8 :: Once I have settled on a CMS, that s all my content problems solved then?

Er, no. That is the biggest myth of CMSs. Most of the time, the real issues in content creation are around people and processes, not the technology. You need to manage your content creation like any other project – with a clear workflow and timetable, and enough people—with the right skills—to handle what you need to create. The CMS will help you get the content on to the site, but the much more difficult challenge is creating it. And computers don’t write very well.

9 :: Do CMSs produce standards-compliant pages? Or accessible ones?

This can be a real problem. As you saw with Laurence’s article on WYSIWYG editors last month, the standard of the code produced by text editors can be patchy at best. CMSs then drop that material into templates that control the layout of the rest of the page (navigation, header, footer), and often these templates are also suspect.

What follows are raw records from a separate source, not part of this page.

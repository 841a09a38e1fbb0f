//! Lesson catalog: the set of recurring lessons keyed by unique name.

use crate::dates::{format_date, parse_date};
use crate::error::{LedgerError, LedgerResult};
use chrono::NaiveDate;
use rusqlite::types::Type;
use rusqlite::{Connection, OptionalExtension, Row};
use std::collections::BTreeMap;
use std::fmt;
use std::str::FromStr;
use tracing::info;

pub const DEFAULT_PERIOD: &str = "N/A";

#[derive(Debug, Clone, Copy, PartialEq, Eq, Hash)]
pub enum Weekday {
    Mon,
    Tue,
    Wed,
    Thu,
    Fri,
    Sat,
    Sun,
}

impl Weekday {
    pub const ALL: [Weekday; 7] = [
        Weekday::Mon,
        Weekday::Tue,
        Weekday::Wed,
        Weekday::Thu,
        Weekday::Fri,
        Weekday::Sat,
        Weekday::Sun,
    ];

    pub fn as_str(self) -> &'static str {
        match self {
            Weekday::Mon => "Mon",
            Weekday::Tue => "Tue",
            Weekday::Wed => "Wed",
            Weekday::Thu => "Thu",
            Weekday::Fri => "Fri",
            Weekday::Sat => "Sat",
            Weekday::Sun => "Sun",
        }
    }

    fn long_name(self) -> &'static str {
        match self {
            Weekday::Mon => "monday",
            Weekday::Tue => "tuesday",
            Weekday::Wed => "wednesday",
            Weekday::Thu => "thursday",
            Weekday::Fri => "friday",
            Weekday::Sat => "saturday",
            Weekday::Sun => "sunday",
        }
    }

    fn kanji(self) -> char {
        match self {
            Weekday::Mon => '月',
            Weekday::Tue => '火',
            Weekday::Wed => '水',
            Weekday::Thu => '木',
            Weekday::Fri => '金',
            Weekday::Sat => '土',
            Weekday::Sun => '日',
        }
    }
}

impl fmt::Display for Weekday {
    fn fmt(&self, f: &mut fmt::Formatter<'_>) -> fmt::Result {
        f.write_str(self.as_str())
    }
}

impl FromStr for Weekday {
    type Err = LedgerError;

    /// Accepts `Mon`, `monday`, `月`, `月曜`, `月曜日` and friends.
    fn from_str(s: &str) -> Result<Self, Self::Err> {
        let t = s.trim();
        let lower = t.to_ascii_lowercase();
        for day in Weekday::ALL {
            if lower == day.as_str().to_ascii_lowercase() || lower == day.long_name() {
                return Ok(day);
            }
            let k = day.kanji();
            let mut chars = t.chars();
            if chars.next() == Some(k) {
                let rest: String = chars.collect();
                if rest.is_empty() || rest == "曜" || rest == "曜日" {
                    return Ok(day);
                }
            }
        }
        Err(LedgerError::validation(format!("unknown weekday: {:?}", s)))
    }
}

#[derive(Debug, Clone, PartialEq, Eq)]
pub struct Lesson {
    pub name: String,
    pub weekday: Weekday,
    pub period: String,
    pub begin_date: NaiveDate,
    pub end_date: NaiveDate,
}

impl Lesson {
    pub fn new(
        name: impl Into<String>,
        weekday: Weekday,
        period: impl Into<String>,
        begin_date: NaiveDate,
        end_date: NaiveDate,
    ) -> Self {
        Lesson {
            name: name.into(),
            weekday,
            period: period.into(),
            begin_date,
            end_date,
        }
    }

    /// Trims text fields and fills the default period, then checks the
    /// invariants a stored lesson must hold.
    pub fn validated(&self) -> LedgerResult<Lesson> {
        let name = self.name.trim().to_string();
        if name.is_empty() {
            return Err(LedgerError::validation("lesson name must not be empty"));
        }
        if self.begin_date > self.end_date {
            return Err(LedgerError::validation(format!(
                "begin date {} is after end date {}",
                format_date(self.begin_date),
                format_date(self.end_date)
            )));
        }
        let period = match self.period.trim() {
            "" => DEFAULT_PERIOD.to_string(),
            p => p.to_string(),
        };
        Ok(Lesson {
            name,
            weekday: self.weekday,
            period,
            begin_date: self.begin_date,
            end_date: self.end_date,
        })
    }

    pub fn is_active_on(&self, date: NaiveDate) -> bool {
        self.begin_date <= date && date <= self.end_date
    }
}

fn text_column<T>(
    row: &Row<'_>,
    idx: usize,
    parse: impl Fn(&str) -> Option<T>,
) -> rusqlite::Result<T> {
    let raw: String = row.get(idx)?;
    parse(&raw).ok_or_else(|| {
        rusqlite::Error::FromSqlConversionFailure(
            idx,
            Type::Text,
            format!("unparseable value {:?}", raw).into(),
        )
    })
}

fn lesson_from_row(row: &Row<'_>) -> rusqlite::Result<Lesson> {
    Ok(Lesson {
        name: row.get(0)?,
        weekday: text_column(row, 1, |s| s.parse::<Weekday>().ok())?,
        period: row.get(2)?,
        begin_date: text_column(row, 3, parse_date)?,
        end_date: text_column(row, 4, parse_date)?,
    })
}

fn lesson_exists(conn: &Connection, name: &str) -> rusqlite::Result<bool> {
    conn.query_row("SELECT 1 FROM lessons WHERE name = ?", [name], |r| {
        r.get::<_, i64>(0)
    })
    .optional()
    .map(|v| v.is_some())
}

/// Inserts `lesson`, replacing every field of an existing row with the same
/// name. Callers own the transaction and must pass a validated lesson.
pub(crate) fn write_by_name(conn: &Connection, lesson: &Lesson) -> rusqlite::Result<()> {
    conn.execute(
        "INSERT INTO lessons(name, weekday, period, begin_date, end_date)
         VALUES(?, ?, ?, ?, ?)
         ON CONFLICT(name) DO UPDATE SET
           weekday = excluded.weekday,
           period = excluded.period,
           begin_date = excluded.begin_date,
           end_date = excluded.end_date",
        (
            &lesson.name,
            lesson.weekday.as_str(),
            &lesson.period,
            format_date(lesson.begin_date),
            format_date(lesson.end_date),
        ),
    )?;
    Ok(())
}

/// Creates or replaces a lesson.
///
/// With `name_key` naming an existing lesson, every field of that row is
/// replaced, including the name itself. Otherwise the lesson is written by
/// its own name. Returns the lesson as stored.
pub fn upsert(conn: &Connection, name_key: Option<&str>, lesson: &Lesson) -> LedgerResult<Lesson> {
    let lesson = lesson.validated()?;
    let name_key = name_key.map(str::trim).filter(|k| !k.is_empty());

    let tx = conn.unchecked_transaction()?;
    match name_key {
        Some(key) if lesson_exists(&tx, key)? => {
            if key != lesson.name && lesson_exists(&tx, &lesson.name)? {
                return Err(LedgerError::validation(format!(
                    "cannot rename {:?}: lesson {:?} already exists",
                    key, lesson.name
                )));
            }
            tx.execute(
                "UPDATE lessons
                 SET name = ?, weekday = ?, period = ?, begin_date = ?, end_date = ?
                 WHERE name = ?",
                (
                    &lesson.name,
                    lesson.weekday.as_str(),
                    &lesson.period,
                    format_date(lesson.begin_date),
                    format_date(lesson.end_date),
                    key,
                ),
            )?;
            if key != lesson.name {
                info!(from = key, to = %lesson.name, "lesson renamed");
            }
        }
        _ => write_by_name(&tx, &lesson)?,
    }
    tx.commit()?;

    info!(lesson = %lesson.name, "lesson saved");
    Ok(lesson)
}

/// Snapshot of the catalog keyed by lesson name.
pub fn list(conn: &Connection) -> LedgerResult<BTreeMap<String, Lesson>> {
    let mut stmt =
        conn.prepare("SELECT name, weekday, period, begin_date, end_date FROM lessons")?;
    let lessons = stmt
        .query_map([], lesson_from_row)?
        .collect::<Result<Vec<_>, _>>()?;
    Ok(lessons.into_iter().map(|l| (l.name.clone(), l)).collect())
}

pub fn get(conn: &Connection, name: &str) -> LedgerResult<Option<Lesson>> {
    let lesson = conn
        .query_row(
            "SELECT name, weekday, period, begin_date, end_date FROM lessons WHERE name = ?",
            [name],
            lesson_from_row,
        )
        .optional()?;
    Ok(lesson)
}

However, there’s no reason that many CMSs can’t produce clean pages. Wordpress, for example, is exemplary in this, but the real issue is often an awareness of standards-compliant and accessible coding in the people setting up the CMS, rather than any inherent limitation of the tool itself. That said, do make sure to do due diligence on the quality of output before going too far in a purchasing decision.

10 :: But once all thats squared away, I can let my staff loose on the system?

Almost invariably, no. As we saw above, the usability of CMSs varies widely, with the majority weighing in at the frustrating end of the scale. If you want people to use a CMS, you have to make sure they’re trained properly, and that it’s as simple to use as possible. And this consideration is even more critical if you’re hoping to involve staff who are not tech-savvy at all (which we see a lot).